Parametric Imaging of FDG-PET Data Using Physiology and Iterative Regularization: Application to the Hepatic and Renal Systems

The present paper proposes a novel computational method for parametric imaging of nuclear medicine data. The mathematical procedure is general enough to work for compartmental models of diverse complexity and is effective in the determination of the parametric maps of all kinetic parameters governing tracer flow. We consider applications to [18F]-fluorodeoxyglucose Positron Emission Tomography (FDG-PET) data and analyze the two-compartment catenary model describing the standard FDG metabolization by an homogeneous tissue, e.g. the liver, and the three-compartment non-catenary model representing the renal physiology.
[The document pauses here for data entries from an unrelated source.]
// SPDX-License-Identifier: Apache-2.0
// © James Ross Ω FLYING•ROBOTS <https://github.com/flyingrobots>
//! Canned command sequences used across the test suites.

use penguin_cqrs::{Command, CommandResult, CqrsService};
use penguin_loop::{Priority, TaskSpec};

use crate::tasks::{promise, sync_fn, timer};

/// A named list of commands.
#[derive(Clone, Debug, PartialEq, Eq)]
pub struct Scenario {
    /// Label used in assertion messages.
    pub name: &'static str,
    /// Commands, in dispatch order.
    pub commands: Vec<Command>,
}

impl Scenario {
    /// Dispatches every command, returning the results in order.
    pub fn apply(&self, service: &mut CqrsService) -> Vec<CommandResult> {
        self.commands
            .iter()
            .cloned()
            .map(|cmd| service.dispatch(cmd))
            .collect()
    }

    /// Appends `command`.
    pub fn then(mut self, command: Command) -> Self {
        self.commands.push(command);
        self
    }

    /// `main` pushed, ticked into `executing`, popped, ticked into the drain.
    pub fn main_push_pop() -> Self {
        Self {
            name: "main-push-pop",
            commands: vec![
                Command::PushFunction {
                    task: sync_fn("main"),
                },
                Command::Tick,
                Command::PopFunction,
                Command::Tick,
            ],
        }
    }

    /// Classic ordering puzzle:
    ///
    /// ```text
    /// setTimeout(timeout, 0);
    /// Promise.resolve().then(then1).then(then2);
    /// ```
    ///
    /// expressed as a `script` frame with follow-ups. Expected execution
    /// order: `script`, `then1`, `then2`, `timeout`.
    pub fn promise_vs_timeout() -> Self {
        let script = sync_fn("script")
            .then_macrotask(timer("timeout"), 0)
            .then_microtask(promise("then1").then_microtask(promise("then2")));
        Self {
            name: "promise-vs-timeout",
            commands: vec![Command::PushFunction { task: script }],
        }
    }

    /// A promise chain `depth` reactions long, started from one microtask.
    pub fn promise_chain(depth: usize) -> Self {
        let mut spec = promise(&format!("then{}", depth.max(1)));
        for i in (1..depth.max(1)).rev() {
            spec = promise(&format!("then{i}")).then_microtask(spec);
        }
        Self {
            name: "promise-chain",
            commands: vec![Command::EnqueueMicrotask {
                task: spec,
                priority: Priority::Normal,
            }],
        }
    }

    /// `count` timers with descending delays, enqueued directly.
    pub fn timer_burst(count: u64) -> Self {
        Self {
            name: "timer-burst",
            commands: (0..count)
                .map(|i| Command::EnqueueMacrotask {
                    task: timer(&format!("timer-{i}")),
                    delay: (count - i) * 10,
                })
                .collect(),
        }
    }

    /// `count` microtasks enqueued directly.
    pub fn microtask_flood(count: usize) -> Self {
        Self {
            name: "microtask-flood",
            commands: (0..count)
                .map(|i| Command::EnqueueMicrotask {
                    task: TaskSpec::new(format!("micro-{i}")),
                    priority: Priority::Normal,
                })
                .collect(),
        }
    }
}
// SPDX-License-Identifier: Apache-2.0
// © James Ross Ω FLYING•ROBOTS <https://github.com/flyingrobots>
//! Short constructors for task specs, one per originating source.

use penguin_loop::{TaskSource, TaskSpec};

/// Synchronous function call.
pub fn sync_fn(name: &str) -> TaskSpec {
    TaskSpec::new(name).with_source(TaskSource::SyncCall)
}

/// Promise reaction (`.then` callback).
pub fn promise(name: &str) -> TaskSpec {
    TaskSpec::new(name).with_source(TaskSource::Promise)
}

/// `queueMicrotask` callback.
pub fn queued(name: &str) -> TaskSpec {
    TaskSpec::new(name).with_source(TaskSource::QueueMicrotask)
}

/// Timer callback (`setTimeout`/`setInterval`).
pub fn timer(name: &str) -> TaskSpec {
    TaskSpec::new(name).with_source(TaskSource::Timer)
}

/// I/O completion callback.
pub fn io_callback(name: &str) -> TaskSpec {
    TaskSpec::new(name).with_source(TaskSource::Io)
}

/// DOM/event handler.
pub fn event_handler(name: &str) -> TaskSpec {
    TaskSpec::new(name).with_source(TaskSource::Event)
}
The proposed imaging method starts from the reconstructed FDG-PET images of tracer concentration and preliminarily applies image processing algorithms for noise reduction and image segmentation processes for selecting the region enclosing the organ of physiologic interest. The optimization scheme solves pixelwise the non-linear inverse problem of determining the kinetic parameters from dynamic concentration data through a Gauss-Newton iterative algorithm with a penalty term accounting for the ill-posedness of the problem. We tested our imaging approach on FDG-PET data of murine models obtained by means of a dedicated microPET system, and we analyzed different PET slices containing axial sections of the liver and axial sections of the kidneys. The reconstructed parametric images proved to be reliable and qualitatively effective in the description of the local FDG metabolism with respect to the different physiologies.